The film F is transported horizontally after its direction of motion is changed by means of the turn bar 15 and changes its direction of motion upward by going over a third guide roll 3 and a fourth guide roll 4. After the film F is passed over a fifth guide roll 5, it is transported horizontally again, and it travels on a zigzag path by passing over a sixth guide roll 6 and a seventh guide roll 7 before reaching a bag forming device S. In the bag forming device S, the film F is directed by means of a former roller 8 to a former 9 by means of which it is bent into a tubular form and is at the same time pulled downward by means of a pair of pull down belts 12 disposed opposite each other below the former 9 such that it is transported downward to a packaging device H while maintaining its tubular shape.
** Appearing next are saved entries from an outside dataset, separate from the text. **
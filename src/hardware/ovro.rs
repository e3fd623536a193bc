// OVRO Starburst system: one LO/noise board and up to two antennas

use super::{
    AntennaId, AntennaLj, Component, Connector, DeviceSelector, HardwareError, LoNoiseLj,
    Polarization, Result, StarburstLj,
};
use crate::bands::{BandPreset, BandTable};
use crate::core::value::{MonitorRecord, RawValue};
use serde::{Deserialize, Serialize};
use tracing::info;

#[derive(Debug, Clone, PartialEq, Serialize, Deserialize)]
pub struct DevicesConfig {
    pub lonoise: DeviceSelector,
    #[serde(default)]
    pub a: Option<DeviceSelector>,
    #[serde(default)]
    pub b: Option<DeviceSelector>,
}

impl DevicesConfig {
    pub fn identifiers(&self) -> Vec<&str> {
        [Some(&self.lonoise), self.a.as_ref(), self.b.as_ref()]
            .into_iter()
            .flatten()
            .map(|s| s.identifier.as_str())
            .collect()
    }
}

pub struct OvroStarburst {
    lonoise: LoNoiseLj,
    a: Option<AntennaLj>,
    b: Option<AntennaLj>,
}

impl OvroStarburst {
    pub fn connect(connector: &dyn Connector, devices: &DevicesConfig) -> Result<Self> {
        let lonoise = LoNoiseLj::new(StarburstLj::connect(connector, devices.lonoise.clone())?);
        let open_antenna = |sel: &Option<DeviceSelector>| -> Result<Option<AntennaLj>> {
            sel.as_ref()
                .map(|s| AntennaLj::new(StarburstLj::connect(connector, s.clone())?))
                .transpose()
        };
        let a = open_antenna(&devices.a)?;
        let b = open_antenna(&devices.b)?;

        info!(
            "OVRO system connected: LO/noise {}, antennas {}{}",
            devices.lonoise.identifier,
            if a.is_some() { "A" } else { "" },
            if b.is_some() { "B" } else { "" }
        );
        Ok(Self { lonoise, a, b })
    }

    pub fn lonoise_mut(&mut self) -> &mut LoNoiseLj {
        &mut self.lonoise
    }

    pub fn antenna_mut(&mut self, id: AntennaId) -> Option<&mut AntennaLj> {
        match id {
            AntennaId::A => self.a.as_mut(),
            AntennaId::B => self.b.as_mut(),
        }
    }

    /// Configured antennas, in A, B order.
    pub fn antennas(&self) -> Vec<AntennaId> {
        AntennaId::BOTH
            .into_iter()
            .filter(|id| match id {
                AntennaId::A => self.a.is_some(),
                AntennaId::B => self.b.is_some(),
            })
            .collect()
    }

    /// Fails before any write when one of `ids` is not configured.
    fn check_antennas(&self, ids: &[AntennaId]) -> Result<()> {
        let configured = self.antennas();
        match ids.iter().find(|id| !configured.contains(*id)) {
            Some(id) => Err(HardwareError::NoAntenna(*id)),
            None => Ok(()),
        }
    }

    fn antennas_mut(&mut self) -> impl Iterator<Item = &mut AntennaLj> {
        self.a.iter_mut().chain(self.b.iter_mut())
    }

    /// All readings keyed `LONOISE`, `A`, `B`; absent antennas are left
    /// out and encode as defaults.
    pub fn monitor_data(&mut self) -> Result<MonitorRecord> {
        let mut data = MonitorRecord::new();
        data.insert("LONOISE".to_string(), RawValue::from(self.lonoise.monitor()?));
        for id in AntennaId::BOTH {
            if let Some(antenna) = self.antenna_mut(id) {
                let record = antenna.monitor()?;
                data.insert(id.key().to_string(), RawValue::from(record));
            }
        }
        Ok(data)
    }

    /// Noise source on, every polarization of every antenna switched to it.
    pub fn select_noise_source(&mut self) -> Result<()> {
        self.lonoise.set_noise_source(true)?;
        for antenna in self.antennas_mut() {
            antenna.select_noise_source(&Polarization::BOTH)?;
        }
        Ok(())
    }

    pub fn select_rf_source(&mut self) -> Result<()> {
        self.lonoise.set_noise_source(false)?;
        for antenna in self.antennas_mut() {
            antenna.select_rf_source(&Polarization::BOTH)?;
        }
        Ok(())
    }

    /// Apply a preset's LO band, and its attenuations to `antennas`.
    pub fn set_to_band(&mut self, preset: &BandPreset, antennas: &[AntennaId]) -> Result<()> {
        self.check_antennas(antennas)?;
        self.lonoise.set_lo_frequency(preset.lo_frequency)?;
        for id in antennas {
            if let Some(antenna) = self.antenna_mut(*id) {
                for (component, level) in &preset.attenuation {
                    antenna.set_attenuator(*level, &[*component])?;
                }
            }
        }
        Ok(())
    }

    pub fn apply_band(&mut self, bands: &BandTable, band: u32, antennas: &[AntennaId]) -> Result<()> {
        let preset = bands.get(&band).ok_or(HardwareError::InvalidBand(band))?;
        self.set_to_band(preset, antennas)?;
        info!("Switched to band {} ({})", band, preset.description);
        Ok(())
    }

    pub fn alter_by_delta(&mut self, delta: f64, antennas: &[AntennaId]) -> Result<()> {
        self.check_antennas(antennas)?;
        for id in antennas {
            if let Some(antenna) = self.antenna_mut(*id) {
                antenna.delta_attenuator(delta, &Component::ALL)?;
            }
        }
        Ok(())
    }

    pub fn end_connection(&mut self) {
        self.lonoise.disconnect();
        for antenna in self.antennas_mut() {
            antenna.disconnect();
        }
    }
}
In the packaging device H, the mutually overlapping side edge parts of the film F are longitudinally sealed together by means of a longitudinal sealer 10 into the shape of a bag, and after it is filled with articles to be packaged, the bag-shaped film F is transversely sealed by means of a transverse sealer 11 and cut such that a packaged bag B is produced. The aforementioned operations of the bag forming device S and the packaging device H are controlled by a controller 30.
As shown in FIG. 2A, the film roll R is rotatably supported in the roll supporting device 20 which is supported slidably on a table D affixed to a base K which supports the packaging machine as a whole, comprising a support shaft 21 which is horizontally extended in the X-direction and a roll stopper 22 provided at a middle part of this support shaft 21 in its longitudinal direction. The support shaft 21 contains an air chuck (not shown) in its forward end part 21a and this chuck is expanded after this forward end part 21a of the support shaft 21 in inserted into the center bore J1a of the core J1 of the film roll R and while the back end surface E of the film roll R in its axial direction X such that the chuck is compressed against the inner surface of the core J1 and that the film roll R is axially supported by the support shaft 21.
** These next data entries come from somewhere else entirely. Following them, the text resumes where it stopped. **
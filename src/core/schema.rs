// Schema emitter: XML description of a stateframe layout
//
// Grammar:
//   Cluster(Name, NumElts, children*)
//   Array(Name, Dimsize+, element)
//   Leaf(tag in {U8, B8, U16, U32, I16, I32, SGL, DBL}, Name, Val)

use crate::core::codec::TypeCode;
use crate::core::constants::MAX_DIMS;
use std::fmt::Write;

#[derive(Debug, Clone, PartialEq)]
pub enum SchemaNode {
    Cluster {
        name: String,
        children: Vec<SchemaNode>,
    },
    Array {
        name: String,
        dims: Vec<u32>,
        element: Box<SchemaNode>,
    },
    Leaf {
        code: TypeCode,
        name: String,
        value: Option<String>,
    },
}

pub fn emit_leaf(name: &str, code: TypeCode) -> SchemaNode {
    SchemaNode::Leaf {
        code,
        name: name.to_string(),
        value: None,
    }
}

/// Leaf whose `<Val>` carries a constant, e.g. a layout version.
pub fn emit_constant(name: &str, code: TypeCode, value: impl ToString) -> SchemaNode {
    SchemaNode::Leaf {
        code,
        name: name.to_string(),
        value: Some(value.to_string()),
    }
}

/// Array node. Trailing unit dimensions are dropped (at least one is
/// kept), so every `<Dimsize>` matches one dimension word in the buffer.
pub fn emit_array(name: &str, dims: &[u32], element: SchemaNode) -> SchemaNode {
    SchemaNode::Array {
        name: name.to_string(),
        dims: normalize_dims(dims),
        element: Box::new(element),
    }
}

pub fn emit_cluster(name: &str, children: Vec<SchemaNode>) -> SchemaNode {
    SchemaNode::Cluster {
        name: name.to_string(),
        children,
    }
}

pub fn normalize_dims(dims: &[u32]) -> Vec<u32> {
    debug_assert!(dims.len() <= MAX_DIMS, "at most {} dimensions", MAX_DIMS);
    let mut out = dims.to_vec();
    while out.len() > 1 && out.last() == Some(&1) {
        out.pop();
    }
    if out.is_empty() {
        out.push(1);
    }
    out
}

impl SchemaNode {
    pub fn name(&self) -> &str {
        match self {
            SchemaNode::Cluster { name, .. }
            | SchemaNode::Array { name, .. }
            | SchemaNode::Leaf { name, .. } => name,
        }
    }

    /// Direct child count of a cluster; zero for anything else.
    pub fn num_elts(&self) -> usize {
        match self {
            SchemaNode::Cluster { children, .. } => children.len(),
            _ => 0,
        }
    }

    pub fn to_xml(&self) -> String {
        let mut out = String::new();
        self.write_xml(&mut out);
        out
    }

    fn write_xml(&self, out: &mut String) {
        match self {
            SchemaNode::Cluster { name, children } => {
                out.push_str("<Cluster>\n");
                let _ = writeln!(out, "<Name>{}</Name>", escape(name));
                let _ = writeln!(out, "<NumElts>{}</NumElts>", children.len());
                for child in children {
                    child.write_xml(out);
                }
                out.push_str("</Cluster>\n");
            }
            SchemaNode::Array {
                name,
                dims,
                element,
            } => {
                out.push_str("<Array>\n");
                let _ = writeln!(out, "<Name>{}</Name>", escape(name));
                for d in dims {
                    let _ = writeln!(out, "<Dimsize>{}</Dimsize>", d);
                }
                element.write_xml(out);
                out.push_str("</Array>\n");
            }
            SchemaNode::Leaf { code, name, value } => {
                let tag = code.tag();
                let _ = writeln!(out, "<{}>", tag);
                let _ = writeln!(out, "<Name>{}</Name>", escape(name));
                let _ = writeln!(
                    out,
                    "<Val>{}</Val>",
                    value.as_deref().map(escape).unwrap_or_default()
                );
                let _ = writeln!(out, "</{}>", tag);
            }
        }
    }
}

fn escape(s: &str) -> String {
    s.replace('&', "&amp;")
        .replace('<', "&lt;")
        .replace('>', "&gt;")
}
As shown in FIG. 2C, the roll stopper 22 comprises a ring-shaped stopper member 22c with a central opening 71 attached through a plurality of stays 22b to a ring-shaped back member 22a with a smaller central opening 70. This back member 22a is attached to the support shaft 21 by means of a radially oriented bolt (not shown) with its central opening 70 engaged with the support shaft 21. The stopper member 22c is forwardly (towards the left in FIG. 2A) displaced from the back member 22a in the X-direction towards the forward end of the support shaft 21 (to the left with reference to FIG. 2A) and contacts at this forwardly displaced position with the back end surface E of the film roll R. The central opening 71 of the stopper member 22c has a larger inner diameter than the outer diameter of the core J1 of the film roll such that the core J1 will pass through this central opening 71 and will not hit the stopper member 22c even if the core J1 happens to be displaced backward with respect to the film F which is wrapped therearound, as shown in FIG. 2D. Thus, it is the plane determined by the back end surface E of the rolled film F, not the core J1 of the film roll R, that contacts the front surface of the stopper member 22c, and the axial position along the X-axis of the film roll R can be accurately determined.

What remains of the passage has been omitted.